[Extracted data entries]

════════

//! Sequential execution of a submission plan.

use tracing::{debug, info, warn};

use crate::archive::ArchiveCodec;
use crate::cache::{CacheLayout, CacheStore};
use crate::catalog::ModProfile;
use crate::client::CatalogEditor;

use super::plan::{build_plan, SubmissionStep};
use super::{ModEdit, SubmitError};

/// Submit a buffered edit to the remote catalog.
///
/// The baseline for the diff is the cached profile, fetched and written
/// through when not cached yet. Steps run strictly in plan order; the
/// first failure aborts the remainder and leaves the cache untouched.
/// After a complete run the canonical profile is re-fetched, cached, and
/// returned, since the server recomputes derived fields the SDK cannot.
pub async fn submit<C: CatalogEditor>(
    client: &C,
    store: &CacheStore,
    layout: &CacheLayout,
    archiver: &dyn ArchiveCodec,
    mod_id: u32,
    edit: &ModEdit,
) -> Result<ModProfile, SubmitError> {
    let profile_path = layout.mod_profile_path(mod_id);
    let baseline = match store.load::<ModProfile>(&profile_path) {
        Some(profile) => profile,
        None => {
            let profile = client
                .mod_profile(mod_id)
                .await
                .map_err(SubmitError::Baseline)?;
            store.save(&profile_path, &profile);
            profile
        }
    };

    let plan = build_plan(&baseline, edit, archiver)?;
    debug!(mod_id, steps = plan.len(), "submitting edit plan");

    for step in &plan {
        debug!(mod_id, step = step.name(), "running submission step");
        let result = match step {
            SubmissionStep::EditProfile(changes) => client.edit_mod_profile(mod_id, changes).await,
            SubmissionStep::AddMedia(additions) => client.add_mod_media(mod_id, additions).await,
            SubmissionStep::DeleteMedia(removals) => {
                client.delete_mod_media(mod_id, removals).await
            }
            SubmissionStep::DeleteTags(tags) => client.delete_mod_tags(mod_id, tags).await,
            SubmissionStep::AddTags(tags) => client.add_mod_tags(mod_id, tags).await,
            SubmissionStep::DeleteKvps(kvps) => client.delete_mod_kvps(mod_id, kvps).await,
            SubmissionStep::AddKvps(kvps) => client.add_mod_kvps(mod_id, kvps).await,
        };
        if let Err(source) = result {
            warn!(mod_id, step = step.name(), error = %source, "submission aborted");
            return Err(SubmitError::Step {
                step: step.name(),
                source,
            });
        }
    }

    let profile = client
        .mod_profile(mod_id)
        .await
        .map_err(SubmitError::Refresh)?;
    store.save(&profile_path, &profile);
    info!(mod_id, steps = plan.len(), "submitted mod changes");
    Ok(profile)
}
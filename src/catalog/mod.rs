//! Record types for the remote mod catalog.
//!
//! Everything the cache persists lives here: game and mod profiles, build
//! metadata, statistics, team and user records, events, and the media
//! description types. All records serialize with serde and are stored as
//! JSON by the cache layer.

mod events;
mod files;
mod game;
mod media;
mod mods;
mod stats;
mod user;

pub use events::{ModEvent, ModEventType, UserEvent, UserEventType};
pub use files::{Download, Modfile};
pub use game::{GameProfile, GameTagOption};
pub use media::{
    AvatarImageSet, AvatarSize, GalleryImage, GallerySize, ImageVersions, LogoImageSet, LogoSize,
    ModMedia,
};
pub use mods::{MetadataKvp, ModProfile, ModStatus, ModVisibility};
pub use stats::ModStatistics;
pub use user::{TeamLevel, TeamMember, UserProfile};

#[cfg(test)]
pub(crate) use mods::tests::sample_profile;

/// Sentinel id for resources not managed by the catalog.
///
/// Install directories that do not decode to a real `(mod, modfile)` pair
/// report this id, marking them as drop-in content the install lifecycle
/// must leave alone.
pub const NULL_ID: u32 = 0;
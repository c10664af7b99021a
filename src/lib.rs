//! ModSync - client SDK for the mod.io catalog
//!
//! This library gives game integrations a cached, installable view of a
//! remote mod catalog: profiles and media are fetched through an injected
//! wire client, written through a self-healing disk cache, and mod content
//! is extracted into versioned install directories the game loads from.
//!
//! # High-Level API
//!
//! For most use cases, the [`service`] module provides a simplified facade:
//!
//! ```ignore
//! use modsync::client::ModQuery;
//! use modsync::service::{ModSyncService, ServiceConfig};
//!
//! let service = ModSyncService::new(client, ServiceConfig::new(51));
//!
//! let catalog = service.fetch_all_mods(&ModQuery::new(51)).await?;
//! service.fetch_mod_binary(1203, 900).await?;
//! service.install(1203, 900).await?;
//! ```
//!
//! The component modules ([`cache`], [`fetch`], [`manager`], [`submit`])
//! stay public for callers that need finer control over one piece.

pub mod archive;
pub mod cache;
pub mod catalog;
pub mod client;
pub mod fetch;
pub mod manager;
pub mod service;
pub mod storage;
pub mod submit;

/// Version of the ModSync library.
///
/// The version is defined in `Cargo.toml` and injected at compile time;
/// persistent records carry it so old formats can be migrated forward.
pub const VERSION: &str = env!("CARGO_PKG_VERSION");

════════

*What is needed:*
Return, word for word, every line from the line with "the mod.io catalog" to the final line of the data.

*Answer to the exercise:*
//! ModSync - client SDK for the mod.io catalog
//!
//! This library gives game integrations a cached, installable view of a
//! remote mod catalog: profiles and media are fetched through an injected
//! wire client, written through a self-healing disk cache, and mod content
//! is extracted into versioned install directories the game loads from.
//!
//! # High-Level API
//!
//! For most use cases, the [`service`] module provides a simplified facade:
//!
//! ```ignore
//! use modsync::client::ModQuery;
//! use modsync::service::{ModSyncService, ServiceConfig};
//!
//! let service = ModSyncService::new(client, ServiceConfig::new(51));
//!
//! let catalog = service.fetch_all_mods(&ModQuery::new(51)).await?;
//! service.fetch_mod_binary(1203, 900).await?;
//! service.install(1203, 900).await?;
//! ```
//!
//! The component modules ([`cache`], [`fetch`], [`manager`], [`submit`])
//! stay public for callers that need finer control over one piece.

pub mod archive;
pub mod cache;
pub mod catalog;
pub mod client;
pub mod fetch;
pub mod manager;
pub mod service;
pub mod storage;
pub mod submit;

/// Version of the ModSync library.
///
/// The version is defined in `Cargo.toml` and injected at compile time;
/// persistent records carry it so old formats can be migrated forward.
pub const VERSION: &str = env!("CARGO_PKG_VERSION");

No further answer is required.